Records from a data source:
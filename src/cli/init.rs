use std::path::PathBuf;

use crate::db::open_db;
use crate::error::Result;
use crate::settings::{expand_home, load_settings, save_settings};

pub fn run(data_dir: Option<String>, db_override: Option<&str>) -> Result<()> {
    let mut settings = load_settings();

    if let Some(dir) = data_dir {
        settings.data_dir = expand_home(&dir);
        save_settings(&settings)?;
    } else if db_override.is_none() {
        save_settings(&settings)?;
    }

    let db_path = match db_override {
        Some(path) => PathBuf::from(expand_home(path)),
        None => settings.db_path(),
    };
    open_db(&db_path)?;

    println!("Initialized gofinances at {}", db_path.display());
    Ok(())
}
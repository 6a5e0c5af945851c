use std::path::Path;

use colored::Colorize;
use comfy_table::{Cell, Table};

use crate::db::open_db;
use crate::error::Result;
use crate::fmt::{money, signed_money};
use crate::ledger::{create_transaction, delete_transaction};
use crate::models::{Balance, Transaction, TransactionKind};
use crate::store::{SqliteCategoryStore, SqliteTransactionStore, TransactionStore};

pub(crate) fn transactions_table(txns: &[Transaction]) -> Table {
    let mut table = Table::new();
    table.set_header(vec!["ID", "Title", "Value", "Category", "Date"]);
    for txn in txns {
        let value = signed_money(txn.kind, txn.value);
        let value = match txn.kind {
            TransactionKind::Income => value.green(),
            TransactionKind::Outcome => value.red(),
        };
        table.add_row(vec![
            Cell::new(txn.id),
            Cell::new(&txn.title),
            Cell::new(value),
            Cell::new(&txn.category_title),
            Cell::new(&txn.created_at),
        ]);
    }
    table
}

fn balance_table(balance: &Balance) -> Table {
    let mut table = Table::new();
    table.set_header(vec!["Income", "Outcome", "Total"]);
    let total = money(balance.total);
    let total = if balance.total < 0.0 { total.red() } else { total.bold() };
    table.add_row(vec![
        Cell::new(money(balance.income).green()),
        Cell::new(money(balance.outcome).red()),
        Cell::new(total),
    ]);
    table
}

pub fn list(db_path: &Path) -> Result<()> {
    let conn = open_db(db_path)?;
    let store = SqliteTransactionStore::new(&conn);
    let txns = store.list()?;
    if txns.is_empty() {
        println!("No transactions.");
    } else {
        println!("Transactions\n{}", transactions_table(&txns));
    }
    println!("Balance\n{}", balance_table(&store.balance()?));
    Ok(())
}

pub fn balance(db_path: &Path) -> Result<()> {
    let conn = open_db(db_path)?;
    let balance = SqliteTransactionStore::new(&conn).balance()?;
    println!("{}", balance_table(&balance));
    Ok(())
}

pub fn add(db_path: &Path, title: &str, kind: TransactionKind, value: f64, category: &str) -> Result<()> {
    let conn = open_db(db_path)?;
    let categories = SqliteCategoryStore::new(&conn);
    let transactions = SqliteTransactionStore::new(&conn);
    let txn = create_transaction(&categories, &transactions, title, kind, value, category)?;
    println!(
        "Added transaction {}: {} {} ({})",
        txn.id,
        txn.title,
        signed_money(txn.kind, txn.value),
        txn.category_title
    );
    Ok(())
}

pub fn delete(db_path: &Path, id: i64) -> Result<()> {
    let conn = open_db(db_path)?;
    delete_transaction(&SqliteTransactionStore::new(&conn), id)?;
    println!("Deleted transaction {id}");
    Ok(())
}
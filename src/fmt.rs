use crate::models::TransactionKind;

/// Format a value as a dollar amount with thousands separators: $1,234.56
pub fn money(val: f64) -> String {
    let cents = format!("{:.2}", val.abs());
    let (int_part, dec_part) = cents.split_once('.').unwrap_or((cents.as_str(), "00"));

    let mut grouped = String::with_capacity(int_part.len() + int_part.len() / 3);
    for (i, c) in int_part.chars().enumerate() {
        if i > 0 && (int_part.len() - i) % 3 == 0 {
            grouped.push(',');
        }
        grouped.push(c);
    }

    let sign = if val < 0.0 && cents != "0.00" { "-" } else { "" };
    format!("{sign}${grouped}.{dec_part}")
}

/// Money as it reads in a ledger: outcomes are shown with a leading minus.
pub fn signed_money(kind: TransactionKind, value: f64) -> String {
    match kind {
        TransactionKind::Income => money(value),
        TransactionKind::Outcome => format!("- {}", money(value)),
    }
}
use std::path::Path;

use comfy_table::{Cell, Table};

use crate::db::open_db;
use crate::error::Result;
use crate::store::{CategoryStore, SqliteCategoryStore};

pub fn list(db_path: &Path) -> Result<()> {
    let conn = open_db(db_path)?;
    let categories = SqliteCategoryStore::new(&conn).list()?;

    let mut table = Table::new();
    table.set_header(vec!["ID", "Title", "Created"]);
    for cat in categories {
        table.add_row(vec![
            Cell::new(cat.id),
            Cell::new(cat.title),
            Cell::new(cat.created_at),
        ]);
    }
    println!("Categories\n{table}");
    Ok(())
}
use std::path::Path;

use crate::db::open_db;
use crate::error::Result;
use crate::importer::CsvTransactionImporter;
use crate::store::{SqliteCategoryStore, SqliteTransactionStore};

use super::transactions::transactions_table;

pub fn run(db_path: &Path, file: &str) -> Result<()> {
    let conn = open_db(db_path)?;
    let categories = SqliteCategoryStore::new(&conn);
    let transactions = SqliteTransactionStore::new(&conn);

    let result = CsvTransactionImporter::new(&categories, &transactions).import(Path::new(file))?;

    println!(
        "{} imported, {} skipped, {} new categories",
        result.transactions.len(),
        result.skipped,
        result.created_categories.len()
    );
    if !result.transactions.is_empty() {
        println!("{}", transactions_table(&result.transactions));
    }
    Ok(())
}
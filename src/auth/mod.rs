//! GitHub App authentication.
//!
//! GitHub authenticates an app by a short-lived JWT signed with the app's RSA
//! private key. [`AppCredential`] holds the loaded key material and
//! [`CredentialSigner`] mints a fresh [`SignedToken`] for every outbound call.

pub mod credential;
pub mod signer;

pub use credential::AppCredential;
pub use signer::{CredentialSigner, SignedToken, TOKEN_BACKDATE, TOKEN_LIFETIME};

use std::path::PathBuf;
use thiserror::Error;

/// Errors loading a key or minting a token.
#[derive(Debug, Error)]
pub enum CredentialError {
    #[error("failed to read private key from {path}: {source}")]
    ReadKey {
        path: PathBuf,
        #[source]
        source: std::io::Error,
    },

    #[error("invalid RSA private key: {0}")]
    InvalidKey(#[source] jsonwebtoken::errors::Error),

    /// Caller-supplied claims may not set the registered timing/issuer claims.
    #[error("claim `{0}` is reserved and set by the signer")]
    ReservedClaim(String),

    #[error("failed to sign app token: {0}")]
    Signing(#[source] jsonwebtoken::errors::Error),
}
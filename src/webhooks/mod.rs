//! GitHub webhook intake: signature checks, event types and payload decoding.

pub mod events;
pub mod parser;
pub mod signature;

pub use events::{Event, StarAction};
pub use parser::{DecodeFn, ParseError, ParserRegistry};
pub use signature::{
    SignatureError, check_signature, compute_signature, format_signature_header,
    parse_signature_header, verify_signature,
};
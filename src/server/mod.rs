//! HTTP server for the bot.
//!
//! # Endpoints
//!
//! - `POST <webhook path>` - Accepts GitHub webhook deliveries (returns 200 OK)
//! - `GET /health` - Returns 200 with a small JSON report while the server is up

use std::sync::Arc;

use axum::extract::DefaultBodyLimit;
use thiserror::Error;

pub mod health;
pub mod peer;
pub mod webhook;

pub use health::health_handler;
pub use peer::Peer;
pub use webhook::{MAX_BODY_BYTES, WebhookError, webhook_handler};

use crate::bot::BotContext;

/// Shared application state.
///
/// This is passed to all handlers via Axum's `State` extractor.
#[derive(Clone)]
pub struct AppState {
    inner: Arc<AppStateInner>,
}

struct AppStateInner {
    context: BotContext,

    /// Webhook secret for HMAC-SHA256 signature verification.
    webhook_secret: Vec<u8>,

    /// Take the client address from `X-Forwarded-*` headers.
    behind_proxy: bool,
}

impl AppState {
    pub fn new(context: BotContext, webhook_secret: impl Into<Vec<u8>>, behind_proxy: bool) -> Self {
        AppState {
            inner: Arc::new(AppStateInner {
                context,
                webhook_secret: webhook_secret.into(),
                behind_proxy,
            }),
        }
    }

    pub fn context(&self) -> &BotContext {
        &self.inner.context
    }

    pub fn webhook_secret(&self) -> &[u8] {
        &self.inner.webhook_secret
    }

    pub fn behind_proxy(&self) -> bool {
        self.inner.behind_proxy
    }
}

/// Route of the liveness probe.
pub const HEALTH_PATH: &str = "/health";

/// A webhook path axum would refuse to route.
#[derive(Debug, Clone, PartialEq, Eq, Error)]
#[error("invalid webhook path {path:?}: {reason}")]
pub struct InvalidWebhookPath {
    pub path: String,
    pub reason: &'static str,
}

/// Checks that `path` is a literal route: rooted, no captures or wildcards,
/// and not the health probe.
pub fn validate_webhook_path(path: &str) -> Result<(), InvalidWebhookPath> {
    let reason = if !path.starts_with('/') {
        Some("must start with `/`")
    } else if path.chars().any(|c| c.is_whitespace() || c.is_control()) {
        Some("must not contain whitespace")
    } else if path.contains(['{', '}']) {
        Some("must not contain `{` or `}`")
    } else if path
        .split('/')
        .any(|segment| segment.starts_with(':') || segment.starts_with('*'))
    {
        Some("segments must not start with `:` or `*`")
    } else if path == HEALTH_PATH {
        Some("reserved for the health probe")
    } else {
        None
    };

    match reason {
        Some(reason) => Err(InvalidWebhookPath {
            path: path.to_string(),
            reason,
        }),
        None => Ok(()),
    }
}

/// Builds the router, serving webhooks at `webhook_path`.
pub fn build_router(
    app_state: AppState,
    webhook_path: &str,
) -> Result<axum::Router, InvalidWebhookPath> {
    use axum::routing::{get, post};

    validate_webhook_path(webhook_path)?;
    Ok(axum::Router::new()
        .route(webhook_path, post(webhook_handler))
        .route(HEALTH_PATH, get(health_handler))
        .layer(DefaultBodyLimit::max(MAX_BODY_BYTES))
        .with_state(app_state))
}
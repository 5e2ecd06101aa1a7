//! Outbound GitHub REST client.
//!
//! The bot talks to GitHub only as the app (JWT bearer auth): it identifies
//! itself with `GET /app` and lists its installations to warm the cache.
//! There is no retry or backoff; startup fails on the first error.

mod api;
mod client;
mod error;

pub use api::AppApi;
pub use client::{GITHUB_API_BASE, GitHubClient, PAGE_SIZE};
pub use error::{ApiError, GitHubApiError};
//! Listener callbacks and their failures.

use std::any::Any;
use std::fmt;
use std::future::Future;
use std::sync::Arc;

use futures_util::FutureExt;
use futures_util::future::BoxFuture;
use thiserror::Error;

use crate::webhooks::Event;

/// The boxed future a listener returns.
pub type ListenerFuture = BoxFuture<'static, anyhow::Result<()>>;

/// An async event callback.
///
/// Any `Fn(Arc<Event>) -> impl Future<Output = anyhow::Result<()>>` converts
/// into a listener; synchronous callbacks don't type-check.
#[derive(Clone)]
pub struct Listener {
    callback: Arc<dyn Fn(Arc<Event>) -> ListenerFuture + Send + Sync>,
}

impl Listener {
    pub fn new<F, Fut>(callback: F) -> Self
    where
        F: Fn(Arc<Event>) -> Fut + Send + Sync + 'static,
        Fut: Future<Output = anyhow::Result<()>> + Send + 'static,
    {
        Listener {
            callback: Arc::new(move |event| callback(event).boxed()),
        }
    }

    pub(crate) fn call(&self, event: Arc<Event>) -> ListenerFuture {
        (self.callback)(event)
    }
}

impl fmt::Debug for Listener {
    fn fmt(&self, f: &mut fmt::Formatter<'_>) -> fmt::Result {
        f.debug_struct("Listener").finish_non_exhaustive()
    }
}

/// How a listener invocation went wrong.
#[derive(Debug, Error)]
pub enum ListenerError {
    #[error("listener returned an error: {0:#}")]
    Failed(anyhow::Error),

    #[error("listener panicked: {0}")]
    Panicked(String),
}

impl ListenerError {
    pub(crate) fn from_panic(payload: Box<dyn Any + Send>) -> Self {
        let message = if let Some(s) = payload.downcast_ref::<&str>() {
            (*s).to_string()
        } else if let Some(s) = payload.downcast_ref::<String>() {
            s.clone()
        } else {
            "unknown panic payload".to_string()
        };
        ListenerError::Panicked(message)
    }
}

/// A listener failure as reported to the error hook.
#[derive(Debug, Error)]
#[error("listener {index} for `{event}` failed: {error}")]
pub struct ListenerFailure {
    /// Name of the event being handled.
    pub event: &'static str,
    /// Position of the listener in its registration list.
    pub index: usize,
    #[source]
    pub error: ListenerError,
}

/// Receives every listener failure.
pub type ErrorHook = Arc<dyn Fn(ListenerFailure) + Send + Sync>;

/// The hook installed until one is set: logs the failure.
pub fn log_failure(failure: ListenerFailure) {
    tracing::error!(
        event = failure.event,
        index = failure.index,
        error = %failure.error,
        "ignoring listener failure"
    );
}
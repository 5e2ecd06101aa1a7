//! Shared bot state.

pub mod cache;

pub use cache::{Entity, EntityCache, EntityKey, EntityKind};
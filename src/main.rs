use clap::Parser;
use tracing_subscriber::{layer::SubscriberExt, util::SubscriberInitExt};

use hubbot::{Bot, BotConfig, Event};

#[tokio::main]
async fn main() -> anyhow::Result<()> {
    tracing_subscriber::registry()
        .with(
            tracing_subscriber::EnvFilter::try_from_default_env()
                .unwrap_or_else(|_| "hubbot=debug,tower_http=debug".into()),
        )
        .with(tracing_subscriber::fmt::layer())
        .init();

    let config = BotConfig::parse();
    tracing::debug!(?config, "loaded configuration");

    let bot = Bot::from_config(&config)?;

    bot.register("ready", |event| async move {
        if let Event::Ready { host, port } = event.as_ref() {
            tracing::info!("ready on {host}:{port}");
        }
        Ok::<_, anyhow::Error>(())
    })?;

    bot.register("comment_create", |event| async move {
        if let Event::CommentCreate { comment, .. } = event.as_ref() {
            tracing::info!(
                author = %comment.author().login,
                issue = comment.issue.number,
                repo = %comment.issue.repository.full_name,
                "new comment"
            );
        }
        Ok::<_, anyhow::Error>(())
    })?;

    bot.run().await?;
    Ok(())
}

▶ _WORK TASK_
What you return should be the lines from the start of the data through the line with "fn balance_table(balance: &Balance)", quoted exactly and nothing more.

▶ _EXERCISE RESPONSE_
filename src/cli/init.rs
use std::path::PathBuf;

use crate::db::open_db;
use crate::error::Result;
use crate::settings::{expand_home, load_settings, save_settings};

pub fn run(data_dir: Option<String>, db_override: Option<&str>) -> Result<()> {
    let mut settings = load_settings();

    if let Some(dir) = data_dir {
        settings.data_dir = expand_home(&dir);
        save_settings(&settings)?;
    } else if db_override.is_none() {
        save_settings(&settings)?;
    }

    let db_path = match db_override {
        Some(path) => PathBuf::from(expand_home(path)),
        None => settings.db_path(),
    };
    open_db(&db_path)?;

    println!("Initialized gofinances at {}", db_path.display());
    Ok(())
}
repository 6a5e0c5af945851c
use std::path::Path;

use colored::Colorize;
use comfy_table::{Cell, Table};

use crate::db::open_db;
use crate::error::Result;
use crate::fmt::{money, signed_money};
use crate::ledger::{create_transaction, delete_transaction};
use crate::models::{Balance, Transaction, TransactionKind};
use crate::store::{SqliteCategoryStore, SqliteTransactionStore, TransactionStore};

pub(crate) fn transactions_table(txns: &[Transaction]) -> Table {
    let mut table = Table::new();
    table.set_header(vec!["ID", "Title", "Value", "Category", "Date"]);
    for txn in txns {
        let value = signed_money(txn.kind, txn.value);
        let value = match txn.kind {
            TransactionKind::Income => value.green(),
            TransactionKind::Outcome => value.red(),
        };
        table.add_row(vec![
            Cell::new(txn.id),
            Cell::new(&txn.title),
            Cell::new(value),
            Cell::new(&txn.category_title),
            Cell::new(&txn.created_at),
        ]);
    }
    table
}

fn balance_table(balance: &Balance) -> Table {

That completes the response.